_EXERCISE DIRECTIONS:_ In the listing below, find the line containing "use crate::cli::FormatArgs;" and the line containing "pub fn resolve_config(args: &FormatArgs, threads: usize)". Repeat exactly those two lines and every line between them, nothing more.

_RECORDS SHOWN:_
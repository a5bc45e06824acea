use crate::chain::FormatChain;
use crate::cli::FormatArgs;
use crate::config::ParserConfig;
use crate::error::ParseError;
use crate::models::AccessLogEntry;
use crate::parallel_parser::ParallelParser;
use crate::parse_result::ParsedLine;
use crate::parser::{AccessLogParser, LogFormat};
use crate::resilient_parser::ResilientParser;
use crate::statistics::ParsingStatistics;
use chrono::{DateTime, Utc};
use glob::glob;
use std::error::Error;
use std::fs::File;
use std::io::BufReader;
use std::ops::ControlFlow;
use std::path::{Path, PathBuf};
use std::sync::Arc;
use std::time::Instant;
use tracing::{info, warn};

pub fn expand_globs(patterns: &[PathBuf]) -> Result<Vec<PathBuf>, Box<dyn Error>> {
    let mut files = Vec::new();
    for pattern in patterns {
        let pattern_str = pattern.to_string_lossy();
        if pattern_str.contains('*') || pattern_str.contains('?') || pattern_str.contains('[') {
            for entry in glob(&pattern_str)? {
                files.push(entry?);
            }
        } else {
            files.push(pattern.clone());
        }
    }
    Ok(files)
}

/// Parse a time filter: RFC 3339, a plain date/time, or a relative duration
/// such as "2 hours ago".
pub fn parse_time(s: &str) -> Option<DateTime<Utc>> {
    if let Ok(dt) = DateTime::parse_from_rfc3339(s) {
        return Some(dt.with_timezone(&Utc));
    }

    if let Ok(dt) = chrono::NaiveDateTime::parse_from_str(s, "%Y-%m-%d %H:%M:%S") {
        return Some(DateTime::from_naive_utc_and_offset(dt, Utc));
    }
    if let Ok(dt) = chrono::NaiveDate::parse_from_str(s, "%Y-%m-%d") {
        return Some(DateTime::from_naive_utc_and_offset(dt.and_hms_opt(0, 0, 0)?, Utc));
    }

    if let Ok(duration) = humantime::parse_duration(s.trim_end_matches(" ago")) {
        let now = Utc::now();
        return Some(now - chrono::Duration::from_std(duration).ok()?);
    }

    None
}

/// Build the parser configuration from a config file and command line overrides
pub fn resolve_config(args: &FormatArgs, threads: usize) -> Result<ParserConfig, ParseError> {
    let mut config = match &args.config {
        Some(path) => ParserConfig::from_json_file(path)?,
        None => ParserConfig::default(),
    };
    if let Some(format) = &args.format {
        config.format = LogFormat::from_name(format);
    }
    if let Some(order) = args.error_order {
        config.error_order = order;
    }
    if threads > 0 {
        config.num_threads = threads;
    }
    config.validate()?;
    Ok(config)
}

/// Reads log files with one compiled chain, sequentially or on a thread pool
pub struct LogScanner {
    config: ParserConfig,
    chain: Arc<FormatChain>,
    parallel: Option<ParallelParser>,
    strict: bool,
}

impl LogScanner {
    pub fn new(config: ParserConfig, strict: bool) -> Result<Self, ParseError> {
        let parallel = if config.num_threads > 1 {
            Some(ParallelParser::from_config(&config)?)
        } else {
            None
        };
        let chain = match &parallel {
            Some(parallel) => Arc::clone(parallel.chain()),
            None => Arc::new(config.compile()?),
        };
        info!(format = %config.format, threads = config.num_threads, "scanner ready");

        Ok(Self {
            strict: strict || !config.skip_malformed,
            config,
            chain,
            parallel,
        })
    }

    pub fn chain(&self) -> &FormatChain {
        &self.chain
    }

    /// Hand every well-formed entry of `path` to `on_entry` until it breaks.
    ///
    /// Malformed lines are skipped with a warning unless the scanner is
    /// strict, in which case the first one aborts the scan.
    pub fn scan_file<F>(&self, path: &Path, mut on_entry: F) -> Result<ParsingStatistics, Box<dyn Error>>
    where
        F: FnMut(&AccessLogEntry) -> Result<ControlFlow<()>, Box<dyn Error>>,
    {
        let file = File::open(path).map_err(|e| ParseError::io(&format!("opening {}", path.display()), &e))?;
        let reader = BufReader::with_capacity(self.config.buffer_size, file);
        let source = path.display();

        if let Some(parallel) = &self.parallel {
            return parallel.parse_reader(reader, |parsed: ParsedLine| -> Result<ControlFlow<()>, Box<dyn Error>> {
                match &parsed.outcome {
                    Ok(entry) => on_entry(entry),
                    Err(error) if self.strict => Err(format!("{}:{}: {}", source, parsed.line_number, error).into()),
                    Err(error) => {
                        warn!(file = %source, line = parsed.line_number, %error, "skipping malformed access log line");
                        Ok(ControlFlow::Continue(()))
                    }
                }
            });
        }

        let parser = AccessLogParser::with_chain(reader, Arc::clone(&self.chain));
        if !self.strict {
            let mut resilient = ResilientParser::new(parser);
            while let Some(entry) = resilient.next_entry()? {
                if on_entry(&entry)?.is_break() {
                    break;
                }
            }
            return Ok(resilient.get_statistics().clone());
        }

        let mut parser = parser;
        let mut statistics = ParsingStatistics::new();
        loop {
            let start_time = Instant::now();
            match parser.parse_next() {
                Ok(None) => break,
                Ok(Some(entry)) => {
                    statistics.record_success(&entry, start_time.elapsed().as_micros() as u64);
                    if on_entry(&entry)?.is_break() {
                        break;
                    }
                }
                Err(error) => return Err(format!("{}:{}: {}", source, parser.line_number(), error).into()),
            }
        }
        Ok(statistics)
    }
}

#[cfg(test)]
mod tests {
    use super::*;
    use crate::chain::ErrorOrder;
    use std::io::Write;

    const LOG: &str = "127.0.0.1 - - [12/Dec/2016:10:57:30 +0100] \"GET /a HTTP/1.1\" 200 10\n\
                       not a log line\n\
                       127.0.0.1 - - [12/Dec/2016:10:57:31 +0100] \"GET /b HTTP/1.1\" 404 -\n";

    fn temp_log(name: &str) -> PathBuf {
        let path = std::env::temp_dir().join(format!("apachelog-{}-{}.log", name, std::process::id()));
        let mut file = File::create(&path).unwrap();
        file.write_all(LOG.as_bytes()).unwrap();
        path
    }

    fn format_args(format: &str) -> FormatArgs {
        FormatArgs {
            format: Some(format.to_string()),
            config: None,
            error_order: None,
        }
    }

    #[test]
    fn test_parse_time() {
        let dt = parse_time("2016-12-12").unwrap();
        assert_eq!(dt.to_rfc3339(), "2016-12-12T00:00:00+00:00");
        let dt = parse_time("2016-12-12T10:57:30+01:00").unwrap();
        assert_eq!(dt.to_rfc3339(), "2016-12-12T09:57:30+00:00");
        assert!(parse_time("1 hour ago").unwrap() < Utc::now());
        assert!(parse_time("yesterday-ish").is_none());
    }

    #[test]
    fn test_resolve_config_overrides() {
        let mut args = format_args("common");
        args.error_order = Some(ErrorOrder::LeftToRight);
        let config = resolve_config(&args, 3).unwrap();
        assert_eq!(config.format, LogFormat::Common);
        assert_eq!(config.error_order, ErrorOrder::LeftToRight);
        assert_eq!(config.num_threads, 3);

        let err = resolve_config(&format_args("%h %Q"), 0).unwrap_err();
        assert_eq!(err.kind_name(), "ConfigurationError");
    }

    #[test]
    fn test_scan_skips_malformed_lines() {
        let path = temp_log("lenient");
        let scanner = LogScanner::new(resolve_config(&format_args("common"), 0).unwrap(), false).unwrap();

        let mut paths = Vec::new();
        let stats = scanner
            .scan_file(&path, |entry| {
                paths.push(entry.request_first_line.path().to_string());
                Ok(ControlFlow::Continue(()))
            })
            .unwrap();

        assert_eq!(paths, vec!["/a", "/b"]);
        assert_eq!(stats.failed_parses, 1);
        std::fs::remove_file(path).ok();
    }

    #[test]
    fn test_scan_skips_invalid_utf8_and_keeps_line_numbers() {
        let path = std::env::temp_dir().join(format!("apachelog-latin1-{}.log", std::process::id()));
        let mut file = File::create(&path).unwrap();
        file.write_all(b"127.0.0.1 - - [12/Dec/2016:10:57:30 +0100] \"GET /caf\xe9 HTTP/1.1\" 200 10\n")
            .unwrap();
        file.write_all(LOG.as_bytes()).unwrap();

        for threads in [0, 2] {
            let scanner = LogScanner::new(resolve_config(&format_args("common"), threads).unwrap(), false).unwrap();
            let mut paths = Vec::new();
            let stats = scanner
                .scan_file(&path, |entry| {
                    paths.push(entry.request_first_line.path().to_string());
                    Ok(ControlFlow::Continue(()))
                })
                .unwrap();
            assert_eq!(paths, vec!["/a", "/b"]);
            assert_eq!(stats.error_distribution.get("InvalidEncoding"), Some(&1));

            let strict = LogScanner::new(resolve_config(&format_args("common"), threads).unwrap(), true).unwrap();
            let err = strict.scan_file(&path, |_| Ok(ControlFlow::Continue(()))).unwrap_err();
            assert!(err.to_string().contains(":1: line 1 is not valid UTF-8"));
        }
        std::fs::remove_file(path).ok();
    }

    #[test]
    fn test_strict_scan_reports_line() {
        let path = temp_log("strict");
        let scanner = LogScanner::new(resolve_config(&format_args("common"), 0).unwrap(), true).unwrap();

        let err = scanner
            .scan_file(&path, |_| Ok(ControlFlow::Continue(())))
            .unwrap_err();
        assert!(err.to_string().contains(":2: "));
        std::fs::remove_file(path).ok();
    }

    #[test]
    fn test_parallel_scan_stops_on_break() {
        let path = temp_log("parallel");
        let mut config = resolve_config(&format_args("common"), 2).unwrap();
        config.batch_size = 1;
        let scanner = LogScanner::new(config, false).unwrap();

        let mut seen = 0;
        let stats = scanner
            .scan_file(&path, |_| {
                seen += 1;
                Ok(ControlFlow::Break(()))
            })
            .unwrap();

        assert_eq!(seen, 1);
        assert_eq!(stats.total_lines, 1);
        std::fs::remove_file(path).ok();
    }
}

_RESPONSE:_
use crate::cli::FormatArgs;
use crate::config::ParserConfig;
use crate::error::ParseError;
use crate::models::AccessLogEntry;
use crate::parallel_parser::ParallelParser;
use crate::parse_result::ParsedLine;
use crate::parser::{AccessLogParser, LogFormat};
use crate::resilient_parser::ResilientParser;
use crate::statistics::ParsingStatistics;
use chrono::{DateTime, Utc};
use glob::glob;
use std::error::Error;
use std::fs::File;
use std::io::BufReader;
use std::ops::ControlFlow;
use std::path::{Path, PathBuf};
use std::sync::Arc;
use std::time::Instant;
use tracing::{info, warn};

pub fn expand_globs(patterns: &[PathBuf]) -> Result<Vec<PathBuf>, Box<dyn Error>> {
    let mut files = Vec::new();
    for pattern in patterns {
        let pattern_str = pattern.to_string_lossy();
        if pattern_str.contains('*') || pattern_str.contains('?') || pattern_str.contains('[') {
            for entry in glob(&pattern_str)? {
                files.push(entry?);
            }
        } else {
            files.push(pattern.clone());
        }
    }
    Ok(files)
}

/// Parse a time filter: RFC 3339, a plain date/time, or a relative duration
/// such as "2 hours ago".
pub fn parse_time(s: &str) -> Option<DateTime<Utc>> {
    if let Ok(dt) = DateTime::parse_from_rfc3339(s) {
        return Some(dt.with_timezone(&Utc));
    }

    if let Ok(dt) = chrono::NaiveDateTime::parse_from_str(s, "%Y-%m-%d %H:%M:%S") {
        return Some(DateTime::from_naive_utc_and_offset(dt, Utc));
    }
    if let Ok(dt) = chrono::NaiveDate::parse_from_str(s, "%Y-%m-%d") {
        return Some(DateTime::from_naive_utc_and_offset(dt.and_hms_opt(0, 0, 0)?, Utc));
    }

    if let Ok(duration) = humantime::parse_duration(s.trim_end_matches(" ago")) {
        let now = Utc::now();
        return Some(now - chrono::Duration::from_std(duration).ok()?);
    }

    None
}

/// Build the parser configuration from a config file and command line overrides
pub fn resolve_config(args: &FormatArgs, threads: usize) -> Result<ParserConfig, ParseError> {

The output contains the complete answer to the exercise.